Food: The Chemistry of its Components
Chapter 4: Lipids
Published:09 Oct 2015
Food lipids fall into two groups. The non-polar triglycerides predominate in the edible fats and oils, found as energy reserves in plants and animals. The polar lipids (mostly phospholipids) occur in cell membranes but contribute to the structure and behaviour of many foods. Fats and oils have complex melting properties related to their component fatty acids. Cocoa butter, in chocolate, is an extreme example of this complexity. Unsaturated fatty acids react readily with oxygen (with or without the involvement of enzymes) causing rancidity and even polymerisation. Natural and synthetic antioxidants delay the onset of rancidity.
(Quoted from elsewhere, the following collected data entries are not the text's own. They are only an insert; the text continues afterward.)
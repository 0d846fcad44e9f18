pub type WordId = i32;
pub type TopicId = i32;

pub const MAX_DOC_LENGTH: usize = 8192;

pub const DEFAULT_NUM_TOPICS: usize = 100;
pub const DEFAULT_NUM_ITERATIONS: usize = 100;
pub const DEFAULT_MH_STEPS: usize = 2;
pub const DEFAULT_SLICE_TOKEN_BUDGET: usize = 1 << 20;

pub const DEFAULT_ALPHA: f64 = 0.01;
pub const DEFAULT_BETA: f64 = 0.01;

pub const DICT_FILE: &str = "word_id.dict";
pub const MODEL_FILE: &str = "server_0_table_0.model";

/// One token of an encoded document.
#[derive(Clone, Copy, Debug, PartialEq, Eq)]
pub struct TokenTopic {
    pub word: WordId,
    pub topic: TopicId,
}

/// A `(topic, count)` cell of a sparse row.
#[derive(Clone, Copy, Debug, PartialEq, Eq)]
pub struct TopicCount {
    pub topic: TopicId,
    pub count: i32,
}

/// Final per-document histogram, ascending by topic.
pub type DocTopics = Vec<(TopicId, i32)>;

#[inline]
pub fn block_file_name(block: usize) -> String {
    format!("block.{block}")
}

#[inline]
pub fn vocab_file_name(block: usize) -> String {
    format!("vocab.{block}")
}
// This file is part of bounded-stack.
// SPDX-License-Identifier: MIT OR Apache-2.0

//! The storage-view capability: the collaborator that physically holds a
//! stack's elements.
//!
//! [`BoundedStack`](crate::BoundedStack) never touches element storage
//! itself; it delegates to whatever implements [`StorageView`]: the
//! default `Vec`-backed view, a different container, or an instrumented
//! view for testing. The trait is deliberately minimal: push and pop,
//! nothing else. All capacity enforcement stays in the stack.

// Alloc imports
use alloc::vec::Vec;

/// The minimal push/pop capability a stack's backing storage must provide.
///
/// Contract: `pop` removes and returns the most recently pushed element
/// still held. The stack checks its own emptiness before delegating, so a
/// conforming view returns `Some` whenever the pushes it has received
/// outnumber the pops. A `None` out of turn is reported by the stack as
/// [`Underflow`](crate::Error::Underflow) rather than a panic.
pub trait StorageView<T> {
    /// Appends `item` on top.
    fn push(&mut self, item: T);

    /// Removes and returns the top element, or `None` if none is held.
    fn pop(&mut self) -> Option<T>;
}

/// `Vec` is the default array-like storage.
impl<T> StorageView<T> for Vec<T> {
    #[inline]
    fn push(&mut self, item: T) {
        Vec::push(self, item);
    }

    #[inline]
    fn pop(&mut self) -> Option<T> {
        Vec::pop(self)
    }
}
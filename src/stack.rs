// This file is part of bounded-stack.
// SPDX-License-Identifier: MIT OR Apache-2.0

//! The `BoundedStack` type and its inherent API.
//!
//! `BoundedStack<T>` is a depth-limited LIFO stack. It owns three things:
//! the immutable [`Depth`], a length counter kept in sync with every
//! push/pop, and an optional boxed [`StorageView`] that physically holds
//! the elements. Capacity violations are typed errors, never panics, and
//! a failed operation changes nothing.

// Crate imports
use crate::{depth::Depth, error::Error, iter::Drain, view::StorageView};

// Alloc imports
use alloc::{boxed::Box, vec::Vec};

// Core imports
use core::fmt;

/// A bounded, generic LIFO stack with pluggable backing storage.
///
/// # Capacity and accounting
///
/// The depth is fixed at construction and may be finite or unbounded.
/// `length` is redundant bookkeeping: the storage view owns the ordered
/// elements, and the stack keeps its counter in sync with every
/// delegated push and pop. The invariant `0 <= length <= depth` holds
/// whenever the depth is finite.
///
/// # The storage view
///
/// The view starts **unset**. It is bound at most once:
///
/// - explicitly, via [`bind_view`](Self::bind_view), which must happen
///   before anything triggers lazy materialization; or
/// - implicitly, on the first call to [`view`](Self::view) (which `push`
///   and `pop` use internally), binding a default `Vec`-backed view,
///   preallocated to the depth when finite and empty when unbounded.
///
/// Either way, the binding is final: any later explicit bind fails with
/// [`Error::AlreadyBound`].
///
/// # Clearing an empty stack is an error
///
/// [`clear`](Self::clear) pops every element; invoked on an already-empty
/// stack it returns [`Error::Underflow`] instead of being a no-op. This
/// is a deliberate part of the contract and a common surprise; check
/// [`is_empty`](Self::is_empty) first if you want "clear if non-empty".
///
/// # Thread safety
///
/// None; see the crate docs. Access must be serialized externally.
///
/// # Element bounds
///
/// The boxed view is a `'static` trait object, so element types must be
/// `'static`. No other bounds are required; elements need not be `Copy`
/// or `Clone`.
///
/// # Example
///
/// ```rust
/// use bounded_stack::{BoundedStack, Error};
///
/// let mut stack = BoundedStack::new(2)?;
/// stack.push(1)?;
/// stack.push(2)?;
/// assert!(stack.is_full());
/// assert_eq!(stack.push(3), Err(Error::Overflow));
/// assert_eq!(stack.pop()?, 2);
/// # Ok::<(), Error>(())
/// ```
pub struct BoundedStack<T> {
    depth: Depth,
    length: usize,
    view: Option<Box<dyn StorageView<T>>>,
}

impl<T: 'static> BoundedStack<T> {
    /// Constructs an empty stack, validating a raw host-supplied depth.
    ///
    /// - `None` → [`Error::MissingArgument`] (`"depth"`).
    /// - Negative → [`Error::NegativeDepth`].
    /// - Zero is valid: the stack is permanently empty *and* full.
    ///
    /// For an already-validated [`Depth`] (including
    /// [`Depth::Unbounded`]), use [`with_depth`](Self::with_depth).
    ///
    /// ```rust
    /// use bounded_stack::{BoundedStack, Error};
    ///
    /// assert!(BoundedStack::<u8>::new(5).is_ok());
    /// assert_eq!(
    ///     BoundedStack::<u8>::new(None).unwrap_err(),
    ///     Error::MissingArgument("depth"),
    /// );
    /// assert_eq!(
    ///     BoundedStack::<u8>::new(-10).unwrap_err(),
    ///     Error::NegativeDepth,
    /// );
    /// ```
    pub fn new(depth: impl Into<Option<i64>>) -> Result<Self, Error> {
        let raw = depth.into().ok_or(Error::MissingArgument("depth"))?;
        Ok(Self::with_depth(Depth::try_from(raw)?))
    }

    /// Constructs an empty stack with the given depth. The storage view
    /// is left unset.
    #[inline]
    pub const fn with_depth(depth: Depth) -> Self {
        Self {
            depth,
            length: 0,
            view: None,
        }
    }

    /// Constructs an empty stack with no capacity ceiling.
    #[inline]
    pub const fn unbounded() -> Self {
        Self::with_depth(Depth::Unbounded)
    }

    /// Bulk construction: a stack whose depth equals the number of items,
    /// holding every item in its original order.
    ///
    /// The collected storage is bound as the view, which counts as the
    /// one-time binding. The resulting stack is full, and draining it
    /// yields the items in the **reverse** of input order; the last
    /// item in is the first out:
    ///
    /// ```rust
    /// use bounded_stack::BoundedStack;
    ///
    /// let mut stack = BoundedStack::from_sequence([1, 2, 3, 4, 5]);
    /// assert_eq!(stack.len(), 5);
    /// let drained: Vec<_> = stack.drain().collect();
    /// assert_eq!(drained, [5, 4, 3, 2, 1]);
    /// ```
    pub fn from_sequence(items: impl IntoIterator<Item = T>) -> Self {
        let items: Vec<T> = items.into_iter().collect();
        Self {
            depth: Depth::Finite(items.len()),
            length: items.len(),
            view: Some(Box::new(items)),
        }
    }

    /// Returns the configured depth.
    #[inline]
    pub const fn depth(&self) -> Depth {
        self.depth
    }

    /// Returns the current number of held elements.
    #[inline]
    pub const fn len(&self) -> usize {
        self.length
    }

    /// Returns `true` if no elements are held.
    #[inline]
    pub const fn is_empty(&self) -> bool {
        self.length == 0
    }

    /// Returns `true` if the depth is reached. Always `false` for an
    /// unbounded stack.
    #[inline]
    pub const fn is_full(&self) -> bool {
        self.depth.reached_by(self.length)
    }

    /// Returns `true` if a storage view is bound, whether explicitly or
    /// by lazy materialization. No side effects.
    #[inline]
    pub const fn has_view(&self) -> bool {
        self.view.is_some()
    }

    /// Returns the bound storage view, materializing and binding the
    /// default one on first access.
    ///
    /// The default is `Vec`-backed: preallocated to the depth when
    /// finite, empty when unbounded. Materialization counts as the
    /// one-time binding, so a later [`bind_view`](Self::bind_view) fails
    /// with [`Error::AlreadyBound`]. Idempotent afterwards: always the
    /// same bound instance.
    pub fn view(&mut self) -> &mut dyn StorageView<T> {
        let depth = self.depth;
        self.view
            .get_or_insert_with(|| match depth {
                Depth::Finite(n) => Box::new(Vec::with_capacity(n)),
                Depth::Unbounded => Box::new(Vec::new()),
            })
            .as_mut()
    }

    /// Binds a caller-supplied storage view, at most once.
    ///
    /// - `None` → [`Error::MissingArgument`] (`"view"`), regardless of
    ///   the current binding state.
    /// - Already bound (explicitly or lazily) → [`Error::AlreadyBound`].
    ///
    /// To take effect, the bind must happen before anything reads
    /// [`view`](Self::view), including the first `push` or `pop`, which
    /// would materialize the default.
    ///
    /// ```rust
    /// use bounded_stack::{BoundedStack, Error, StorageView};
    ///
    /// let mut stack = BoundedStack::new(4)?;
    /// stack.bind_view(Box::new(Vec::new()) as Box<dyn StorageView<i32>>)?;
    /// assert_eq!(
    ///     stack.bind_view(Box::new(Vec::new()) as Box<dyn StorageView<i32>>),
    ///     Err(Error::AlreadyBound),
    /// );
    /// # Ok::<(), Error>(())
    /// ```
    pub fn bind_view(
        &mut self,
        view: impl Into<Option<Box<dyn StorageView<T>>>>,
    ) -> Result<(), Error> {
        let view = view.into().ok_or(Error::MissingArgument("view"))?;
        if self.view.is_some() {
            return Err(Error::AlreadyBound);
        }
        self.view = Some(view);
        Ok(())
    }

    /// Pushes `item`, or returns [`Error::Overflow`] if the stack is
    /// full. On error nothing changes, neither the length nor the view.
    pub fn push(&mut self, item: T) -> Result<(), Error> {
        if self.is_full() {
            return Err(Error::Overflow);
        }
        self.view().push(item);
        self.length += 1;
        Ok(())
    }

    /// Pops the most recently pushed element still held, or returns
    /// [`Error::Underflow`] if the stack is empty.
    pub fn pop(&mut self) -> Result<T, Error> {
        if self.is_empty() {
            return Err(Error::Underflow);
        }
        // A conforming view holds `length` elements here; a None means
        // the view broke the push/pop contract.
        let item = self.view().pop().ok_or(Error::Underflow)?;
        self.length -= 1;
        Ok(item)
    }

    /// Pops every element, discarding the values.
    ///
    /// Returns [`Error::Underflow`] if the stack is **already empty**:
    /// clearing an empty stack is an error in this design, not a no-op.
    pub fn clear(&mut self) -> Result<(), Error> {
        if self.is_empty() {
            return Err(Error::Underflow);
        }
        while !self.is_empty() {
            self.pop()?;
        }
        Ok(())
    }

    /// Returns a destructive iterator over the stack: every step pops
    /// the top element. After a full iteration the stack is empty; see
    /// [`Drain`].
    #[inline]
    pub fn drain(&mut self) -> Drain<'_, T> {
        Drain::new(self)
    }
}

impl<T: 'static> From<Vec<T>> for BoundedStack<T> {
    /// See [`BoundedStack::from_sequence`].
    fn from(items: Vec<T>) -> Self {
        Self::from_sequence(items)
    }
}

impl<T: 'static> FromIterator<T> for BoundedStack<T> {
    /// See [`BoundedStack::from_sequence`].
    fn from_iter<I: IntoIterator<Item = T>>(iter: I) -> Self {
        Self::from_sequence(iter)
    }
}

impl<T> fmt::Debug for BoundedStack<T> {
    fn fmt(&self, f: &mut fmt::Formatter<'_>) -> fmt::Result {
        // Elements are not shown: the view only exposes push/pop.
        f.debug_struct("BoundedStack")
            .field("depth", &self.depth)
            .field("length", &self.length)
            .field("view_bound", &self.view.is_some())
            .finish()
    }
}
Fractionation, hydrogenation and interesterification can be used to convert liquid oils, rich in polyunsaturated fatty acids, into more useful spreading fats, nowadays without the undesirable generation of trans fatty acids). The role of dietary fatty acids in arterial disease remains controversial. Polar lipids, including naturally occurring phospholipids such as those of egg yolk, and synthetic alternatives are extensively used as emulsifiers. The polar lipids of the milk fat globule membrane contribute to the manufacture of cream and butter. Cholesterol and the phytosteroids are other important polar lipids. The chapter includes listings of the antioxidants and emulsifiers permitted as food additives in the EU, USA and elsewhere and concludes with a list of specialist books and review articles for further study.